Step 1: Install the Kubernetes stack

Go to the dashboard and click “Install Stack”. This will open the install dialog. From the dropdown select “Kubernetes”, give your Kubernetes cluster a name, and then simply click “Install”. The dialog should now show a progress bar while the server is being installed, and the server’s built-in UI is loaded.

Optionally you can uncheck “Hide preconfigured settings” and choose how your nodes should be configured – you can e.g. add more RAM or vCPU’s if you have this available.

Step 2: Set Linux password

While you wait for the Kubernetes cluster to be configured (you can follow the progress in the Kubernetes tab), set your Linux password in the Security tab.

Step 3: Set dashboard password and load the dashboard

Once your Kubernetes cluster is configured, the Kubernetes tab will load a basic UI for managing your cluster. Set a password for the Dashboard UI, then click the link to the dashboard below the password field, and log into the Kubernetes Dashboard UI. Hopefully everything is green.

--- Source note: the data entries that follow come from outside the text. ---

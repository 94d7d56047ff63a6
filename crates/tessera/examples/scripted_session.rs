//! Headless session driven by scripted terminal input.
//!
//! Opens two windows, cycles focus, moves the focused window and resizes it
//! through the same key path a terminal reader would use, then prints the
//! final frame.
//!
//! Run with: RUST_LOG=tessera=debug cargo run -p tessera --example scripted_session

use std::error::Error;
use std::thread;
use std::time::Duration;

use tessera::prelude::*;
use tracing_subscriber::EnvFilter;

const SCREEN: Size = Size::new(48, 14);

fn main() -> std::result::Result<(), Box<dyn Error>> {
    tracing_subscriber::fmt()
        .with_env_filter(EnvFilter::try_from_default_env().unwrap_or_else(|_| EnvFilter::new("info")))
        .init();

    let config = StyleConfig::from_str("[general]\nshadow = yes\nescape_delay_ms = 10\n")?;
    let mut wm = WindowManager::new(Toolkit::init(config), SCREEN);

    for (title, text, x) in [("Notes", "buy milk\nwater plants", 1), ("Log", "12:00 started\n12:01 idle", 22)] {
        let tree = wm.tree_mut();
        let window = tree.new_window(title);
        let label = tree.new_label(text);
        tree.add_widget(window, label)?;
        tree.set_position(window, x, 1);
        wm.new_window(window)?;
    }

    wm.signals().focus_changed.connect(|window| tracing::info!(?window, "focus changed"));
    wm.signals()
        .window_moved
        .connect(|(window, point)| tracing::info!(?window, x = point.x, y = point.y, "window moved"));
    wm.signals()
        .window_resized
        .connect(|(window, size)| tracing::info!(?window, width = size.width, height = size.height, "window resized"));

    let backend = MemoryBackend::new(SCREEN);
    let mut runtime = Runtime::new(wm, backend.clone());
    let sender = runtime.sender();

    let script: &[&[u8]] = &[
        // a-n: focus the second window
        b"\x1bn",
        // a-m, down twice, enter
        b"\x1bm",
        b"\x1b[B\x1b[B",
        b"\r",
        // a-r, right three times, enter
        b"\x1br\x1b[C\x1b[C\x1b[C\r",
    ];
    let feeder = thread::spawn(move || -> Result<()> {
        for chunk in script {
            sender.send(TesseraEvent::Input(chunk.to_vec()))?;
            thread::sleep(Duration::from_millis(5));
        }
        sender.send(TesseraEvent::Quit)
    });

    runtime.run()?;
    feeder.join().map_err(|_| "input thread panicked")??;

    println!("{} frames presented", backend.frame_count());
    if let Some(frame) = backend.last_frame() {
        for line in frame.lines() {
            println!("{line}");
        }
    }
    Ok(())
}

Step 4: Test loadbalancer and connectivity

Click “go -> to the online terminal” in the upper right corner of the stack UI and log in to the control plane server. Then type:

sudo kubectl apply -f /root/metalllb-test.yaml

Now type:

sudo kubectl get services

You should see a service of type “LoadBalancer” with “EXTERNAL-IP” in state “Pending”. Now go to the Kubernetes tab in the stack UI, click “IPv4 addresses” and the click “add ip address mapping”, to assign a mappped ip address to your LoadBalancer.

The ip address should be grabbed immediately. Verify that things are working by clicking the link to the external ip address, which should look something like:
A web page with a Kubernetes logo should load. Please note that this assumes the external IP address is reachable from your IP address. You may have to go back to the dashboard in web UI and reconfigure your mapped IP address range, and repeate the above. Remember that in general you can remove things you have added to Kubernetes using a yaml file, by reversing the operation like e.g.:

sudo kubectl delete -f /root/metalllb-test.yaml

Step 5: Test NFS storage

To start a pod, create a persistent volume claim using NFS storage, and mount the storage inside a container, type:

sudo kubectl apply -f /root/nfs-storage-test.yaml

To mount the available Origo OS storage pools to the control plane virtual server type:

sudo stabile-helper mountpools

This is the same storage that is made available to your containers.
To verify that the pod did in fact mount and write to the NFS storage, type:

cat /mnt/fuel/pool0/*/index.html

The text “<h1>The remote NFS volume is mounted!</h1>”, which was written from inside the continer, should be displayed, if things are working.

Step 6: Test local node storage

To start a pod, create a persistent volume claim using local node storage, and mount the storage inside a container, type:

sudo kubectl apply -f /root/local-storage-test.yaml

This works much like above – a small text file is written to the mounted storage from inside the container. We could of course figure out which node the pod was started on, but let’s instead head over to the stack UI, go to the “Commands” tab. In the commands field, type:

cat /mnt/local/*/test.txt

Click on the green buttons displaying “x.x.x.x ran command successfully”, to see the results for each node. One should hopefylly dislay the text “The local volume is mounted!”.

That’s it for now. We expect to update the Kubernetes stack regularly, and will update this guide accordingly.